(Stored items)
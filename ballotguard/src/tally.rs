use crate::*;
use chrono::{DateTime, Utc};
use indexmap::IndexMap;
use std::collections::BTreeSet;
use std::fmt;
use std::sync::Arc;

/// Upper bound on the shares read for a single tally or ballot
const MAX_SHARES: usize = 10_000;

/// A PROCESSING record owned by another process may be restarted once it has
/// not been touched for this long
const ABANDONED_AFTER_MINUTES: i64 = 10;

#[derive(Serialize, Deserialize, Clone, Debug, PartialEq)]
pub struct CiphertextTallyContest {
    pub contest_id: String,
    pub selections: IndexMap<String, ElGamalCiphertext>,
}

/// Encrypted per-selection totals of an election's cast ballots
#[derive(Serialize, Deserialize, Clone, Debug, PartialEq)]
pub struct CiphertextTally {
    pub election_id: String,
    pub tally_name: String,
    pub contests: IndexMap<String, CiphertextTallyContest>,
    pub cast_ballot_ids: BTreeSet<String>,
    pub spoiled_ballot_ids: BTreeSet<String>,
    pub created_at: DateTime<Utc>,
    pub updated_at: DateTime<Utc>,
}

impl CiphertextTally {
    /// An empty tally shaped like the manifest
    pub fn new(election_id: &str, tally_name: &str, manifest: &Manifest) -> Self {
        let contests = manifest
            .contests
            .iter()
            .map(|contest| {
                let selections = contest
                    .selection_ids
                    .iter()
                    .map(|id| (id.clone(), ElGamalCiphertext::zero()))
                    .collect();
                let tally_contest = CiphertextTallyContest {
                    contest_id: contest.contest_id.clone(),
                    selections,
                };
                (contest.contest_id.clone(), tally_contest)
            })
            .collect();

        let now = Utc::now();
        CiphertextTally {
            election_id: election_id.to_owned(),
            tally_name: tally_name.to_owned(),
            contests,
            cast_ballot_ids: BTreeSet::new(),
            spoiled_ballot_ids: BTreeSet::new(),
            created_at: now,
            updated_at: now,
        }
    }

    pub fn contains(&self, ballot_id: &str) -> bool {
        self.cast_ballot_ids.contains(ballot_id) || self.spoiled_ballot_ids.contains(ballot_id)
    }

    /// Fold a ballot into the tally. Cast ballots are added to the totals,
    /// spoiled ballots are only recorded. Returns false if the ballot was
    /// already folded.
    pub fn fold(&mut self, ballot: &SubmittedBallot) -> Result<bool, Error> {
        if self.contains(&ballot.ballot_id) {
            return Ok(false);
        }

        match ballot.state {
            BallotBoxState::Spoiled => {
                self.spoiled_ballot_ids.insert(ballot.ballot_id.clone());
            }
            BallotBoxState::Cast => {
                // Check the whole ballot before touching any accumulator
                for (contest_id, selections) in &ballot.contests {
                    let contest = self.contests.get(contest_id);
                    let fits = contest
                        .map(|c| selections.keys().all(|s| c.selections.contains_key(s)))
                        .unwrap_or(false);
                    if !fits {
                        return Err(Error::Internal(format!(
                            "ballot {} does not match tally {} in contest {}",
                            ballot.ballot_id, self.tally_name, contest_id
                        )));
                    }
                }

                for (contest_id, selections) in &ballot.contests {
                    if let Some(contest) = self.contests.get_mut(contest_id) {
                        for (selection_id, ciphertext) in selections {
                            if let Some(total) = contest.selections.get_mut(selection_id) {
                                *total = total.add(ciphertext);
                            }
                        }
                    }
                }
                self.cast_ballot_ids.insert(ballot.ballot_id.clone());
            }
        }
        self.updated_at = Utc::now();
        Ok(true)
    }
}

impl Record for CiphertextTally {
    const COLLECTION: Collection = Collection::CiphertextTally;

    fn key(&self) -> String {
        compound_key(&[&self.election_id, &self.tally_name])
    }
}

/// Lifecycle of a tally decryption
#[derive(Serialize, Deserialize, Clone, Copy, Debug, PartialEq, Eq)]
#[serde(rename_all = "SCREAMING_SNAKE_CASE")]
pub enum PlaintextTallyState {
    Created,
    Processing,
    Complete,
    Error,
}

impl PlaintextTallyState {
    /// The only forward moves are CREATED -> PROCESSING -> {COMPLETE, ERROR}
    pub fn can_advance_to(&self, next: PlaintextTallyState) -> bool {
        use PlaintextTallyState::*;
        match (self, next) {
            (Created, Processing) => true,
            (Processing, Complete) | (Processing, Error) => true,
            (Created, _) | (Processing, _) | (Complete, _) | (Error, _) => false,
        }
    }
}

impl fmt::Display for PlaintextTallyState {
    fn fmt(&self, f: &mut fmt::Formatter) -> fmt::Result {
        let s = match self {
            PlaintextTallyState::Created => "CREATED",
            PlaintextTallyState::Processing => "PROCESSING",
            PlaintextTallyState::Complete => "COMPLETE",
            PlaintextTallyState::Error => "ERROR",
        };
        f.write_str(s)
    }
}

### [YOUR OBJECTIVE]
Every line in the records above that contains the word "insert" should be copied out.

### [RESULT BELOW]
                self.spoiled_ballot_ids.insert(ballot.ballot_id.clone());
                self.cast_ballot_ids.insert(ballot.ballot_id.clone());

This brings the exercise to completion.